EXERCISE DIRECTIONS
Report every line of the listing below in which the string "chunk" appears.

EXTRACTED RECORDS
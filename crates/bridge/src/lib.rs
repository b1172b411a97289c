// SPDX-License-Identifier: BUSL-1.1
// Copyright (c) 2026 Alfred Jean LLC

// Allow panic!/unwrap/expect in test code
#![cfg_attr(test, allow(clippy::panic))]
#![cfg_attr(test, allow(clippy::unwrap_used))]
#![cfg_attr(test, allow(clippy::expect_used))]

//! af-bridge: Terminal Bridge Fan-out (spec §4.7). One reader per live
//! session multiplexes its pane output to every subscriber, forwards
//! subscriber input back into the session's keyboard, and applies resize
//! directives.

pub mod registry;

pub use registry::{BridgeRegistry, BridgeSubscription};
// SPDX-License-Identifier: BUSL-1.1
// Copyright (c) 2026 Alfred Jean LLC

use super::*;
use af_adapters::FakeSessionAdapter;
use std::time::Duration;

#[test]
fn diff_suffix_trims_the_common_prefix() {
    assert_eq!(diff_suffix("hello", "hello world"), " world");
}

#[test]
fn diff_suffix_forwards_the_whole_frame_on_a_redraw() {
    assert_eq!(diff_suffix("hello world", "cleared screen"), "cleared screen");
}

#[tokio::test(start_paused = true)]
async fn first_subscriber_creates_a_bridge_and_receives_new_output() {
    let sessions = FakeSessionAdapter::new();
    sessions.add_session("forge__demo__a1b2c3", true);
    let registry = BridgeRegistry::new(sessions.clone(), Duration::from_millis(10), Duration::from_millis(50));

    let mut sub = registry.subscribe("forge__demo__a1b2c3");
    assert!(registry.has_bridge("forge__demo__a1b2c3"));

    sessions.set_output("forge__demo__a1b2c3", vec!["hello".to_string()]);
    tokio::time::advance(Duration::from_millis(20)).await;

    let chunk = sub.receiver.recv().await.expect("frame delivered");
    assert_eq!(chunk.as_ref(), b"hello");
}

#[tokio::test(start_paused = true)]
async fn two_subscribers_to_the_same_session_both_see_the_frame() {
    let sessions = FakeSessionAdapter::new();
    sessions.add_session("forge__demo__a1b2c3", true);
    let registry = BridgeRegistry::new(sessions.clone(), Duration::from_millis(10), Duration::from_millis(50));

    let mut sub_a = registry.subscribe("forge__demo__a1b2c3");
    let mut sub_b = registry.subscribe("forge__demo__a1b2c3");

    sessions.set_output("forge__demo__a1b2c3", vec!["hi".to_string()]);
    tokio::time::advance(Duration::from_millis(20)).await;

    assert_eq!(sub_a.receiver.recv().await.expect("a gets it").as_ref(), b"hi");
    assert_eq!(sub_b.receiver.recv().await.expect("b gets it").as_ref(), b"hi");
}

#[tokio::test(start_paused = true)]
async fn the_bridge_lingers_then_tears_down_after_the_last_subscriber_leaves() {
    let sessions = FakeSessionAdapter::new();
    sessions.add_session("forge__demo__a1b2c3", true);
    let registry = BridgeRegistry::new(sessions.clone(), Duration::from_millis(10), Duration::from_millis(50));

    let sub = registry.subscribe("forge__demo__a1b2c3");
    assert!(registry.has_bridge("forge__demo__a1b2c3"));
    drop(sub);

    tokio::time::advance(Duration::from_millis(10)).await;
    assert!(registry.has_bridge("forge__demo__a1b2c3"), "still within the linger");

    tokio::time::advance(Duration::from_millis(60)).await;
    tokio::task::yield_now().await;
    assert!(!registry.has_bridge("forge__demo__a1b2c3"), "torn down after linger");
}

#[tokio::test(start_paused = true)]
async fn a_resubscribe_within_the_linger_window_keeps_the_bridge_alive() {
    let sessions = FakeSessionAdapter::new();
    sessions.add_session("forge__demo__a1b2c3", true);
    let registry = BridgeRegistry::new(sessions.clone(), Duration::from_millis(10), Duration::from_millis(50));

    let sub = registry.subscribe("forge__demo__a1b2c3");
    drop(sub);
    tokio::time::advance(Duration::from_millis(10)).await;

    let _second = registry.subscribe("forge__demo__a1b2c3");
    tokio::time::advance(Duration::from_millis(60)).await;
    tokio::task::yield_now().await;

    assert!(registry.has_bridge("forge__demo__a1b2c3"), "kept alive by the new subscriber");
}

#[tokio::test]
async fn send_input_forwards_to_the_session_adapter() {
    let sessions = FakeSessionAdapter::new();
    sessions.add_session("forge__demo__a1b2c3", true);
    let registry = BridgeRegistry::new(sessions.clone(), Duration::from_millis(10), Duration::from_millis(50));

    registry
        .send_input("forge__demo__a1b2c3", "ping")
        .await
        .expect("send ok");

    let calls = sessions.calls();
    assert!(calls.iter().any(|c| matches!(
        c,
        af_adapters::session::SessionCall::SendText { text, .. } if text == "ping"
    )));
}

#[tokio::test]
async fn resize_forwards_to_the_session_adapter() {
    let sessions = FakeSessionAdapter::new();
    sessions.add_session("forge__demo__a1b2c3", true);
    let registry = BridgeRegistry::new(sessions.clone(), Duration::from_millis(10), Duration::from_millis(50));

    registry
        .resize("forge__demo__a1b2c3", 100, 40)
        .await
        .expect("resize ok");

    let session = sessions.get_session("forge__demo__a1b2c3").expect("present");
    assert_eq!((session.cols, session.rows), (100, 40));
}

RESPONSE AREA
    let chunk = sub.receiver.recv().await.expect("frame delivered");
    assert_eq!(chunk.as_ref(), b"hello");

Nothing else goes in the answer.